### What is being asked
Repeat the stretch of entries below from the line with "the next insert." through the line with "pub fn misses(&self)". Include both ends and add nothing.

§

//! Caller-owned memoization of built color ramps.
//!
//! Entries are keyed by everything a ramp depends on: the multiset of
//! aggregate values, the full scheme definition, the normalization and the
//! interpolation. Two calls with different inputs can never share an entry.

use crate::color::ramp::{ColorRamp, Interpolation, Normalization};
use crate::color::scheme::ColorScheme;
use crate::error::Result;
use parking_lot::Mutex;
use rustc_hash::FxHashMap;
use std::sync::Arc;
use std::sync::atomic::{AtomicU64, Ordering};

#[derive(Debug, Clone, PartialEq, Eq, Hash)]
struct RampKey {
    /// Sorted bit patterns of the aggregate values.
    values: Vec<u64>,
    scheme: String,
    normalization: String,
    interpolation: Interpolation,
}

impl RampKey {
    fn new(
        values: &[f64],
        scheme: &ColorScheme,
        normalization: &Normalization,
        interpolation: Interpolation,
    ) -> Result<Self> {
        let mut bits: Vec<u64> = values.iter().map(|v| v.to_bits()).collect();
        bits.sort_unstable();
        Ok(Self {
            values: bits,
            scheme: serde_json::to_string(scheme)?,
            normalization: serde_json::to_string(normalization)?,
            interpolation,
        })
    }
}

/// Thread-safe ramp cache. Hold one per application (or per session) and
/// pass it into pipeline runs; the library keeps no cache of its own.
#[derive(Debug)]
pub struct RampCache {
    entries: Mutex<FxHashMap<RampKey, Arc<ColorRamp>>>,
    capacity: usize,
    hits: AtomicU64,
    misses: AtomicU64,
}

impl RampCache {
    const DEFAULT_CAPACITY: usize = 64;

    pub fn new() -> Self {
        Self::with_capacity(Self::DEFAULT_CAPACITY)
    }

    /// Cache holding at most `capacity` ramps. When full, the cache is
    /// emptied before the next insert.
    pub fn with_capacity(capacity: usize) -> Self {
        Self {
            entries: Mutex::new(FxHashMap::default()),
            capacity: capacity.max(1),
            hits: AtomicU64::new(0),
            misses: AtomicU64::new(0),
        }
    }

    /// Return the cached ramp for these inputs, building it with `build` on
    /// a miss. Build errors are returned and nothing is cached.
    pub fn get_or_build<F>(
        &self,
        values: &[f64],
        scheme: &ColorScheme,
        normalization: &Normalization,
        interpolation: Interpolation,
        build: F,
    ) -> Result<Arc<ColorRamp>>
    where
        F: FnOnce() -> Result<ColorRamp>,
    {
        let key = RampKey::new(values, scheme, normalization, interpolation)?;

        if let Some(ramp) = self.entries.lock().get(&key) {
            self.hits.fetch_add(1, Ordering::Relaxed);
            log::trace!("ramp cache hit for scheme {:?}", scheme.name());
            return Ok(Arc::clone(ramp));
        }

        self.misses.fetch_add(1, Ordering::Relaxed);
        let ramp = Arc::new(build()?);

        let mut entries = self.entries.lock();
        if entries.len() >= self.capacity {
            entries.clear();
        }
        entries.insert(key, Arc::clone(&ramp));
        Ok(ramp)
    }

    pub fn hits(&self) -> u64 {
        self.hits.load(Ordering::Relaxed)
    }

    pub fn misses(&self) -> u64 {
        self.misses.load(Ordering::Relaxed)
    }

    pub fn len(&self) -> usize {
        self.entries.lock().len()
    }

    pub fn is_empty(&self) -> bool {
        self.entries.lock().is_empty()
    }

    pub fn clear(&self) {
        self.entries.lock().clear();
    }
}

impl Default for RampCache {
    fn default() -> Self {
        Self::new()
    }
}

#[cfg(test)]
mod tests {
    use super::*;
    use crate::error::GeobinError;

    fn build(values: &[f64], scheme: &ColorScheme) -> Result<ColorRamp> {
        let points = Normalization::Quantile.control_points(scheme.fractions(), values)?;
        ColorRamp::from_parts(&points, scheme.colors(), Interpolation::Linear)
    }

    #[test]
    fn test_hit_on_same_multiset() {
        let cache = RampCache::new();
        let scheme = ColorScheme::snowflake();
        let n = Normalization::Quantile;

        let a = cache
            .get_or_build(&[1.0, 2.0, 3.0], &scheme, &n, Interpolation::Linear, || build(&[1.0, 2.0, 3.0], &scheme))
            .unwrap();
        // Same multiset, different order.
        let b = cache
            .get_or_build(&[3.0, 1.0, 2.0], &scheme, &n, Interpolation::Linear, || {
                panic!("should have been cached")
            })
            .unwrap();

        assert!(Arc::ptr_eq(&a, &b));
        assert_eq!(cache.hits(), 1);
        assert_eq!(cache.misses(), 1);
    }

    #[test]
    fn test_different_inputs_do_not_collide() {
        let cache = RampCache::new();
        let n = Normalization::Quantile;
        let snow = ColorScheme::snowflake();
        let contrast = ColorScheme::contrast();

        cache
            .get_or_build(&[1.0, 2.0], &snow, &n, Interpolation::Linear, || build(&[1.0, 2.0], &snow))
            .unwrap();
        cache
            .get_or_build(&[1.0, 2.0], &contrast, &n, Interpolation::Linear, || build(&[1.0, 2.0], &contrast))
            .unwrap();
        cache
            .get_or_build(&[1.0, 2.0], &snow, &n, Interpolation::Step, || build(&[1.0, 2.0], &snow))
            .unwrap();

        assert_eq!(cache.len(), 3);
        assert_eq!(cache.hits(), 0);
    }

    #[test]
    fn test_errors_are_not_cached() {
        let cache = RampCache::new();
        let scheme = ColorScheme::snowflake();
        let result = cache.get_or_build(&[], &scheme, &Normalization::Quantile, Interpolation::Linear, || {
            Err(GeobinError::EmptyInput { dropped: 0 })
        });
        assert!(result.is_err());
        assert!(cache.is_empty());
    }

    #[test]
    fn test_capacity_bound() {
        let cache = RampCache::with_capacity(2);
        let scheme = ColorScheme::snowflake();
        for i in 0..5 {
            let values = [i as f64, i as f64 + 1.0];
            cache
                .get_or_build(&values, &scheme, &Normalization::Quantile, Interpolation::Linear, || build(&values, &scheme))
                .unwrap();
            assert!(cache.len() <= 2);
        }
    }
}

§

### Output of the exercise
    /// emptied before the next insert.
    pub fn with_capacity(capacity: usize) -> Self {
        Self {
            entries: Mutex::new(FxHashMap::default()),
            capacity: capacity.max(1),
            hits: AtomicU64::new(0),
            misses: AtomicU64::new(0),
        }
    }

    /// Return the cached ramp for these inputs, building it with `build` on
    /// a miss. Build errors are returned and nothing is cached.
    pub fn get_or_build<F>(
        &self,
        values: &[f64],
        scheme: &ColorScheme,
        normalization: &Normalization,
        interpolation: Interpolation,
        build: F,
    ) -> Result<Arc<ColorRamp>>
    where
        F: FnOnce() -> Result<ColorRamp>,
    {
        let key = RampKey::new(values, scheme, normalization, interpolation)?;

        if let Some(ramp) = self.entries.lock().get(&key) {
            self.hits.fetch_add(1, Ordering::Relaxed);
            log::trace!("ramp cache hit for scheme {:?}", scheme.name());
            return Ok(Arc::clone(ramp));
        }

        self.misses.fetch_add(1, Ordering::Relaxed);
        let ramp = Arc::new(build()?);

        let mut entries = self.entries.lock();
        if entries.len() >= self.capacity {
            entries.clear();
        }
        entries.insert(key, Arc::clone(&ramp));
        Ok(ramp)
    }

    pub fn hits(&self) -> u64 {
        self.hits.load(Ordering::Relaxed)
    }

    pub fn misses(&self) -> u64 {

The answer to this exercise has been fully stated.